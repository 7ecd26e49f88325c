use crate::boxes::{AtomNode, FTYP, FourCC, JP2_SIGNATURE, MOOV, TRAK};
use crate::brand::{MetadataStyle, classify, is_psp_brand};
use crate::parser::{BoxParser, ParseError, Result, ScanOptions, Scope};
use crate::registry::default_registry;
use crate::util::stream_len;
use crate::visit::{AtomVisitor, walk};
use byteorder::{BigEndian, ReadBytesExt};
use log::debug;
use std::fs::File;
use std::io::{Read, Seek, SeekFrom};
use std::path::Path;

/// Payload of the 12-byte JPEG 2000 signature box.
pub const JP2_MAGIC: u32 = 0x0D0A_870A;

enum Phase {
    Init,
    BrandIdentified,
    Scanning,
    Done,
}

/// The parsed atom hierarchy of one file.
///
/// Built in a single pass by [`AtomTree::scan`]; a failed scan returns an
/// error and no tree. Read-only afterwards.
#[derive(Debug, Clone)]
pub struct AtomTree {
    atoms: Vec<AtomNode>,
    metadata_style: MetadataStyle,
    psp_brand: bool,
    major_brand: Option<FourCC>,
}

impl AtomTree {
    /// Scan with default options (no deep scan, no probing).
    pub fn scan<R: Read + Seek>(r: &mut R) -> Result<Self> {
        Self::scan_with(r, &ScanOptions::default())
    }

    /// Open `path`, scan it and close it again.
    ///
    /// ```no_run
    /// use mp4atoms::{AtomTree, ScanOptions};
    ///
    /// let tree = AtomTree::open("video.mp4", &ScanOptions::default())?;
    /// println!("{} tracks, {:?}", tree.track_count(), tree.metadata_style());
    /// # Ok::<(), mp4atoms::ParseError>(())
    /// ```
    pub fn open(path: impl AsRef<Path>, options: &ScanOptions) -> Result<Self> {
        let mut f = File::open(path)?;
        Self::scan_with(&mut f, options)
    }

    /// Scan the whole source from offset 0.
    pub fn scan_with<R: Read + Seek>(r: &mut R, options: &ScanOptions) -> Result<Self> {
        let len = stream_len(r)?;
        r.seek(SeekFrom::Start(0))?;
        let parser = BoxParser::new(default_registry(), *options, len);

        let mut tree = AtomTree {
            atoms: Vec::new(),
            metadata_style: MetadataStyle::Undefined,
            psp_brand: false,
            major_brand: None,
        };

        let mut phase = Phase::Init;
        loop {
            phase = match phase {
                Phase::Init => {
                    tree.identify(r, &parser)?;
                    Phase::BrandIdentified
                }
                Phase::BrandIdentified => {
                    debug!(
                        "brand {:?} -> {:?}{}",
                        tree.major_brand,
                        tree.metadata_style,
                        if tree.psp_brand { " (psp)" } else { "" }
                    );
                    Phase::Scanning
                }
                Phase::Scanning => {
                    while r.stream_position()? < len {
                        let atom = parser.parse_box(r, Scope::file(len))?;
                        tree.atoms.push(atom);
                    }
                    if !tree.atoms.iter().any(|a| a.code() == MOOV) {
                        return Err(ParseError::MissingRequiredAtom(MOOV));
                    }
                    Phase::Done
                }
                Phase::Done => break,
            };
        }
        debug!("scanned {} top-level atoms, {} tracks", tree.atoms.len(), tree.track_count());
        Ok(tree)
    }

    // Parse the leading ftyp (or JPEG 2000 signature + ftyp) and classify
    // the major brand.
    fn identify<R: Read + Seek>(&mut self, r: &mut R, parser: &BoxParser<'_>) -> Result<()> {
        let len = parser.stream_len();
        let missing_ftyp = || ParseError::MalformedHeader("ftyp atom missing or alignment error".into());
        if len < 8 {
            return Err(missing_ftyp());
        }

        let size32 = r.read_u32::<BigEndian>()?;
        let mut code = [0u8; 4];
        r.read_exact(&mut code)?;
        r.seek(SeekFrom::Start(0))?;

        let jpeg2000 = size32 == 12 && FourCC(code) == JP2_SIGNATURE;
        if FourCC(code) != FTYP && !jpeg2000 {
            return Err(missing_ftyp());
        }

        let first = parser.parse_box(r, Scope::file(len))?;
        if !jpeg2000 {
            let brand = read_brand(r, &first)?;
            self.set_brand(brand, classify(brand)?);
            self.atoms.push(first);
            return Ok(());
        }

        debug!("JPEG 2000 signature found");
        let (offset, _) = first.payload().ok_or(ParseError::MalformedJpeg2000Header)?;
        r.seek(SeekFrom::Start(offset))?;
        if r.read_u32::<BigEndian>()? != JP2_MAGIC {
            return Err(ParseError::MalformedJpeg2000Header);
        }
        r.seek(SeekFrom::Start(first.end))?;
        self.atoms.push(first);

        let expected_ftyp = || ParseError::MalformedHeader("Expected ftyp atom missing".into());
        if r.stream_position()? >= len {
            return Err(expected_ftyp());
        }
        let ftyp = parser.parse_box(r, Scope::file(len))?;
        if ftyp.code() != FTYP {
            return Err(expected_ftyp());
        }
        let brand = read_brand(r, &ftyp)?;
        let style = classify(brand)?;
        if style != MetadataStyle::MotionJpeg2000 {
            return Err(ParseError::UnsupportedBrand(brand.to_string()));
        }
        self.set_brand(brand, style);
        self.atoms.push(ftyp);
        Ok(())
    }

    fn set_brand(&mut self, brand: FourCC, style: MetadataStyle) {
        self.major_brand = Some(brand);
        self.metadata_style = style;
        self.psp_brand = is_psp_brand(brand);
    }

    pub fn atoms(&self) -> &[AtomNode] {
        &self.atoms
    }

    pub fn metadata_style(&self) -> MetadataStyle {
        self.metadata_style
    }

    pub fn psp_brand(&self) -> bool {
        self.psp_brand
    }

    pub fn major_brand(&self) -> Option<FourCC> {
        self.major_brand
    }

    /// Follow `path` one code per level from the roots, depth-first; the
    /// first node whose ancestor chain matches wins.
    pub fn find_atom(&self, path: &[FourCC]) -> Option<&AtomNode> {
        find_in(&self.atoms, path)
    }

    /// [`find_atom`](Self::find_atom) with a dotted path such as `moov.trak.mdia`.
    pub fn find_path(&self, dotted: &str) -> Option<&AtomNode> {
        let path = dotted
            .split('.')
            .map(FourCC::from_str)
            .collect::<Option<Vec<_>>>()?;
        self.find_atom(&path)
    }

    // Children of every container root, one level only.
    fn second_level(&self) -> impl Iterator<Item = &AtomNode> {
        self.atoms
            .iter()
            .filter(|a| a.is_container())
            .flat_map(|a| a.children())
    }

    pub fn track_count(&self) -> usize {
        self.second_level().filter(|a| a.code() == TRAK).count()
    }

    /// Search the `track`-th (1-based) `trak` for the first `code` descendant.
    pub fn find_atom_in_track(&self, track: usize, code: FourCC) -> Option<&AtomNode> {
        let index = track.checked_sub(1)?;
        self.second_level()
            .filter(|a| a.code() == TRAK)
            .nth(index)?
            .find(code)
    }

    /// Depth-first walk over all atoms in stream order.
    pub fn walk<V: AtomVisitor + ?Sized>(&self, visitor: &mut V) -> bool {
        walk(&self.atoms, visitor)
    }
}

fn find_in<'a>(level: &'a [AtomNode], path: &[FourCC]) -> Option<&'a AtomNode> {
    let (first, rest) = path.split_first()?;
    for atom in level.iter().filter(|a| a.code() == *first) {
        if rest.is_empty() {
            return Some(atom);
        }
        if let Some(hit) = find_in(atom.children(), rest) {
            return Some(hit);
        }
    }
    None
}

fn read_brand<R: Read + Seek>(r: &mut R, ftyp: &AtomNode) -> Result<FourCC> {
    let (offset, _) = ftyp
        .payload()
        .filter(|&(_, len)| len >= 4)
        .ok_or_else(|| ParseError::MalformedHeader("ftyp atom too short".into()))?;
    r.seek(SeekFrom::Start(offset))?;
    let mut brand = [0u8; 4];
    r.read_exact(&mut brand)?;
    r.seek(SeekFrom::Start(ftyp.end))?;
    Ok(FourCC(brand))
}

# Work instructions:
Extract from the records above the lines from the one containing "let index = track.checked_sub(1)?;" to the one containing "pub fn walk<V: AtomVisitor", both lines included, exactly as they appear and with nothing else.

# Exercise response:
        let index = track.checked_sub(1)?;
        self.second_level()
            .filter(|a| a.code() == TRAK)
            .nth(index)?
            .find(code)
    }

    /// Depth-first walk over all atoms in stream order.
    pub fn walk<V: AtomVisitor + ?Sized>(&self, visitor: &mut V) -> bool {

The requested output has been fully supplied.